Exercise
From the records below, output exactly the lines running from the line containing "probe — everything" through the line containing "pub struct Cli", and no others.

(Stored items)

**********

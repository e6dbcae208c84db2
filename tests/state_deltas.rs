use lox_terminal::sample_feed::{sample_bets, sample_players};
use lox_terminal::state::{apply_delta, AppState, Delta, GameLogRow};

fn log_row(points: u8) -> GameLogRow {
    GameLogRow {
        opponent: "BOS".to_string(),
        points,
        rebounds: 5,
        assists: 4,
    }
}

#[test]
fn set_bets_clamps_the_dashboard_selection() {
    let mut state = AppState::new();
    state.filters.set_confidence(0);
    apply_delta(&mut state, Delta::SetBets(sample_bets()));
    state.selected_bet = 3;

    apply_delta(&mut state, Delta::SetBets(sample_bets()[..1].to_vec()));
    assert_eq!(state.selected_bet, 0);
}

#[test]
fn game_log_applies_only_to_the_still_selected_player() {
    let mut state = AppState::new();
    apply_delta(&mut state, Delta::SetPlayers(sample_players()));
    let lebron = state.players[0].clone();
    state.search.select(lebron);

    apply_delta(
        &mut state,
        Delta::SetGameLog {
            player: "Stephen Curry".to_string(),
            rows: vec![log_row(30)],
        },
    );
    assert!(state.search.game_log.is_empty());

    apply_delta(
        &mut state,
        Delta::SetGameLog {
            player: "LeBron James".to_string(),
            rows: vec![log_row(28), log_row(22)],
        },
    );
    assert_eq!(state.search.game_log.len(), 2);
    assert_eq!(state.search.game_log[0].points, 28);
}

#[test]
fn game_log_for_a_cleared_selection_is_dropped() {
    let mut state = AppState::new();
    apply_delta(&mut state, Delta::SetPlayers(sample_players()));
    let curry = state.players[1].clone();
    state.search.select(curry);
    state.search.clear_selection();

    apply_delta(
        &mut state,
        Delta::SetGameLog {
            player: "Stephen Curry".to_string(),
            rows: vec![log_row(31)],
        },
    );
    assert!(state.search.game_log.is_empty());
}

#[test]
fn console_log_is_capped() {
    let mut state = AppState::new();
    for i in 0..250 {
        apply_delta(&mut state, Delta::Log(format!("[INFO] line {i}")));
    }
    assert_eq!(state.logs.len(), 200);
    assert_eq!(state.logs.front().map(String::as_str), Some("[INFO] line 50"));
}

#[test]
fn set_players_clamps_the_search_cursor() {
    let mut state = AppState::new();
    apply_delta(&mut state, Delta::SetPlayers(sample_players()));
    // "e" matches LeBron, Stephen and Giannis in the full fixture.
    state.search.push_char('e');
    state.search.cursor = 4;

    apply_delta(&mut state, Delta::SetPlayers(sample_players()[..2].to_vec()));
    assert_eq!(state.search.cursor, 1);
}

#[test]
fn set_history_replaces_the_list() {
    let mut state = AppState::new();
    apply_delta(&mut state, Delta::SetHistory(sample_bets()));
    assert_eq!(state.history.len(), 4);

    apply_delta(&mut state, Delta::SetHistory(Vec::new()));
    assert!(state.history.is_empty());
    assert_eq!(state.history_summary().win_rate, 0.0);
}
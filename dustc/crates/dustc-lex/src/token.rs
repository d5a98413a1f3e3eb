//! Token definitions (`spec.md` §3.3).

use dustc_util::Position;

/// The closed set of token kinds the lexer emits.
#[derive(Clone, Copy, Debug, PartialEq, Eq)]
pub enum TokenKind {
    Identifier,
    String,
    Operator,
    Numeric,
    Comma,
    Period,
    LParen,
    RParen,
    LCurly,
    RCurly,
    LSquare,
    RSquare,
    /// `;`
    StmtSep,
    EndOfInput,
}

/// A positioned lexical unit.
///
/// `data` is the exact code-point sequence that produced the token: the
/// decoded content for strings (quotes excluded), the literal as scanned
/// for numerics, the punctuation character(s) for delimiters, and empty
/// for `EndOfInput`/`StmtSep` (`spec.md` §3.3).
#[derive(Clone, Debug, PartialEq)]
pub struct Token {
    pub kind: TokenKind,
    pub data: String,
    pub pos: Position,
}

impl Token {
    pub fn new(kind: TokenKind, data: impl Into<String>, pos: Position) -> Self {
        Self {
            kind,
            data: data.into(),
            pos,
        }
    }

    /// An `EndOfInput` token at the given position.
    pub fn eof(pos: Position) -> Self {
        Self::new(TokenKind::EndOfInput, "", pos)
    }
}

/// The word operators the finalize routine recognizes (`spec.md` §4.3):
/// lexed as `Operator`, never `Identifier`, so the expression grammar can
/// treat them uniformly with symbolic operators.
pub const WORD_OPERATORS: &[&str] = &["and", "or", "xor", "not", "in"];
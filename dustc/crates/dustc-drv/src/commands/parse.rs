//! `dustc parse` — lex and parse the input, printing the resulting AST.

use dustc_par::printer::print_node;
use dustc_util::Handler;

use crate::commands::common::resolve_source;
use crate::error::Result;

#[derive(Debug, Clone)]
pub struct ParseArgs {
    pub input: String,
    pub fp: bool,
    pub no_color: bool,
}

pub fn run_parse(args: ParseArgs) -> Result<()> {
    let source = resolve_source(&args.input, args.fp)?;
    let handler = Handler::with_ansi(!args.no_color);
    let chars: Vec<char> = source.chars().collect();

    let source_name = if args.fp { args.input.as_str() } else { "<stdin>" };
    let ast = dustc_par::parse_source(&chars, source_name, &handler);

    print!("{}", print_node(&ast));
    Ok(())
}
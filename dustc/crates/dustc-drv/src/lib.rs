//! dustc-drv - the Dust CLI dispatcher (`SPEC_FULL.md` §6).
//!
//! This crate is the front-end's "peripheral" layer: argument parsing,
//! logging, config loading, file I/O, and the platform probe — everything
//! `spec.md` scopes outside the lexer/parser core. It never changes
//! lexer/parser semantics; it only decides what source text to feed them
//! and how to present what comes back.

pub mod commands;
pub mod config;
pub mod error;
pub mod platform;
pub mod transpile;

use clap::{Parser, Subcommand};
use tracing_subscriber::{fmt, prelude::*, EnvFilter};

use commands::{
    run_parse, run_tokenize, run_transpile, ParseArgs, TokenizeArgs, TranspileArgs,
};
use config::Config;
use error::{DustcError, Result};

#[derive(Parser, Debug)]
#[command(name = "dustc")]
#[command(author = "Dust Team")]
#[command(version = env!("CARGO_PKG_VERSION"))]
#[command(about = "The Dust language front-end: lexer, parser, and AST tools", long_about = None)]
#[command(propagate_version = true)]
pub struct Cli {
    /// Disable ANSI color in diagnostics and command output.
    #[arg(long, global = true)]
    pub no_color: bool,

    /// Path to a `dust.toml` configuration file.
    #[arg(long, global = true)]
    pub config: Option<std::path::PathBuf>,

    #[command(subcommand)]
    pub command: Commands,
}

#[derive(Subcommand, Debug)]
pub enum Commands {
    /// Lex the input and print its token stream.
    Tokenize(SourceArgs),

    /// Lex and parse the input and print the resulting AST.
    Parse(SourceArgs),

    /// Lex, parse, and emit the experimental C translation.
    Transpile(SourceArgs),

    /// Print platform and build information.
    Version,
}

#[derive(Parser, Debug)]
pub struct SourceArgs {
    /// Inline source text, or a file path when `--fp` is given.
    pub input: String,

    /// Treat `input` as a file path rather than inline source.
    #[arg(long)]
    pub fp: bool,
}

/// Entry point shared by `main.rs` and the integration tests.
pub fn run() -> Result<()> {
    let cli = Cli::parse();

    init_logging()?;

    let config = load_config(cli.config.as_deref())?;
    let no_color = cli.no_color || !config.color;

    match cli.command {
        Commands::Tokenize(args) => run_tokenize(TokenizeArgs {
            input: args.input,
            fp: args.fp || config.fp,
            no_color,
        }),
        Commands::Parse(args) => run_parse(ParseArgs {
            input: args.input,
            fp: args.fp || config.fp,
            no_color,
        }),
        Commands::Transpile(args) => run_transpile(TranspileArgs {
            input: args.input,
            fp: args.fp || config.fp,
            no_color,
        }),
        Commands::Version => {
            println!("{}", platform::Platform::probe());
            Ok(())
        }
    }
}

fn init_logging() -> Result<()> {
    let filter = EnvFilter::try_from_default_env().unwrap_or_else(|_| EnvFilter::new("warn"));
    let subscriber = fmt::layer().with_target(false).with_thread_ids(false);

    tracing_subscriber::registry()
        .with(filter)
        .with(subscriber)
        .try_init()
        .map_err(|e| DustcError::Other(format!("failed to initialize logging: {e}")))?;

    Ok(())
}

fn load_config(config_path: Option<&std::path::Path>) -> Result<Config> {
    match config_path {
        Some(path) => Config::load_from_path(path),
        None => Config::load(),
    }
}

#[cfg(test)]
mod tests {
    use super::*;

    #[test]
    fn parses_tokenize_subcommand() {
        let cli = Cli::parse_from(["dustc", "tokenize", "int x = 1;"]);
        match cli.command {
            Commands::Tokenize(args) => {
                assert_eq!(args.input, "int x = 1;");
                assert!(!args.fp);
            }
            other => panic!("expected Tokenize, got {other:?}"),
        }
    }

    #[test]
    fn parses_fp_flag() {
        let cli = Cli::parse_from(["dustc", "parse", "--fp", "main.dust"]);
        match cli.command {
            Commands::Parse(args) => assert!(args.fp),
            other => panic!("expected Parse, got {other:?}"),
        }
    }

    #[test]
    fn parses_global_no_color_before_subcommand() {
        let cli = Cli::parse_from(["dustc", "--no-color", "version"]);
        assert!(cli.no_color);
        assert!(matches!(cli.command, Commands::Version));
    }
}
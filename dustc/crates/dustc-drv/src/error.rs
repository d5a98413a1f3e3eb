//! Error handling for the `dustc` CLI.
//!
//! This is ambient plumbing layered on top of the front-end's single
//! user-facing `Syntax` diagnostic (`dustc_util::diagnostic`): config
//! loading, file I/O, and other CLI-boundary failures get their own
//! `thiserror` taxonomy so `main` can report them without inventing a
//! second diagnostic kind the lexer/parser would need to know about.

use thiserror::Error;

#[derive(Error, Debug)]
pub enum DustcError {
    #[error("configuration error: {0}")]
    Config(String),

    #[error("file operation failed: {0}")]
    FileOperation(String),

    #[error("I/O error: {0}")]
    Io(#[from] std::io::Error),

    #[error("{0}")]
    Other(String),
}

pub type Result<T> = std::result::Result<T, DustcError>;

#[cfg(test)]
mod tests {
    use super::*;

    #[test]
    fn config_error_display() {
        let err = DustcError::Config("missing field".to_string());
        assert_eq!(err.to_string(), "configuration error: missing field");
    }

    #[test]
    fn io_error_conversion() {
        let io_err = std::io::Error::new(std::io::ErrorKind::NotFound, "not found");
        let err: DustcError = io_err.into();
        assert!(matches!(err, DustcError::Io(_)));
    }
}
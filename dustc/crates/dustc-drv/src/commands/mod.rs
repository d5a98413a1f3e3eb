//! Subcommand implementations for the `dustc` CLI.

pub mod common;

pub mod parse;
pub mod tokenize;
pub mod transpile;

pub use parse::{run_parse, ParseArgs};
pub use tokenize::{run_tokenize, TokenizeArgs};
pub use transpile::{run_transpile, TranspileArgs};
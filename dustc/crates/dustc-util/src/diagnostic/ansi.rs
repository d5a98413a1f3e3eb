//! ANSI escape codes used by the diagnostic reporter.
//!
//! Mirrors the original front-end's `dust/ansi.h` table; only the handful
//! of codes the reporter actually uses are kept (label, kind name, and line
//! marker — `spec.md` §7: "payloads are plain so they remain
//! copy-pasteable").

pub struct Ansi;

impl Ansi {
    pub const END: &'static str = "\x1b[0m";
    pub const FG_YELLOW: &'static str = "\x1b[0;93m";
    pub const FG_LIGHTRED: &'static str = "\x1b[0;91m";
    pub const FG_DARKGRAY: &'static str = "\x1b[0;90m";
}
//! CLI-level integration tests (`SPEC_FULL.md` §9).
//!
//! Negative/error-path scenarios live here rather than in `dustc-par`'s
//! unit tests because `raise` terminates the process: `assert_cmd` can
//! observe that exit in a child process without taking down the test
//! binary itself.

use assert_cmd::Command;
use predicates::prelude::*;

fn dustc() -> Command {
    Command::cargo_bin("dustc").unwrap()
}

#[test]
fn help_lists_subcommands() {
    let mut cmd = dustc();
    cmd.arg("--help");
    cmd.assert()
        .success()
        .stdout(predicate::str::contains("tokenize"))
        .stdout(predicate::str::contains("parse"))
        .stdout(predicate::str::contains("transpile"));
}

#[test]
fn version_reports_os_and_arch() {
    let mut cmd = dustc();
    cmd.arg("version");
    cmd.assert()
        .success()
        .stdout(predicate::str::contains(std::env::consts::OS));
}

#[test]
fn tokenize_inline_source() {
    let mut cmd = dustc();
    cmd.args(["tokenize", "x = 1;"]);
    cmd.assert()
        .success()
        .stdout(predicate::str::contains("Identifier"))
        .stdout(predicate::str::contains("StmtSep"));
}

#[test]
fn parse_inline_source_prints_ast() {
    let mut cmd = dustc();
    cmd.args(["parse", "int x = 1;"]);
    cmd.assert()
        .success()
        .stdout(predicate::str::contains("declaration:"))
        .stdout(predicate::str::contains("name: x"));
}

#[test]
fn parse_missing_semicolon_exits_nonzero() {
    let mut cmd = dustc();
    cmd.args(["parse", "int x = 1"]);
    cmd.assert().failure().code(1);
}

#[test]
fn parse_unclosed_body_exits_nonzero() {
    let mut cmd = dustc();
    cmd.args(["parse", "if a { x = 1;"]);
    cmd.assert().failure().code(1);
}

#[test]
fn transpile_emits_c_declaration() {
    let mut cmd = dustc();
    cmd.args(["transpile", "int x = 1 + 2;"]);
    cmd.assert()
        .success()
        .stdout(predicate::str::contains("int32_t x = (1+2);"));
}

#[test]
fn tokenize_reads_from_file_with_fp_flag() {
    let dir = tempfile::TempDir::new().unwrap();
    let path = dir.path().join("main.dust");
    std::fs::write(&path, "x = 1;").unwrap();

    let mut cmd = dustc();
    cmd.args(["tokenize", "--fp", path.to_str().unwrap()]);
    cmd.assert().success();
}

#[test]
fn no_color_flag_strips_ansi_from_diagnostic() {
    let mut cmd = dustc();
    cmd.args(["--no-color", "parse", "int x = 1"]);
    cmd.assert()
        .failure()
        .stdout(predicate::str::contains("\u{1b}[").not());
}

**********

Final answer
//! logging, config loading, file I/O, and the platform probe — everything
//! `spec.md` scopes outside the lexer/parser core. It never changes
//! lexer/parser semantics; it only decides what source text to feed them
//! and how to present what comes back.

pub mod commands;
pub mod config;
pub mod error;
pub mod platform;
pub mod transpile;

use clap::{Parser, Subcommand};
use tracing_subscriber::{fmt, prelude::*, EnvFilter};

use commands::{
    run_parse, run_tokenize, run_transpile, ParseArgs, TokenizeArgs, TranspileArgs,
};
use config::Config;
use error::{DustcError, Result};

#[derive(Parser, Debug)]
#[command(name = "dustc")]
#[command(author = "Dust Team")]
#[command(version = env!("CARGO_PKG_VERSION"))]
#[command(about = "The Dust language front-end: lexer, parser, and AST tools", long_about = None)]
#[command(propagate_version = true)]
pub struct Cli {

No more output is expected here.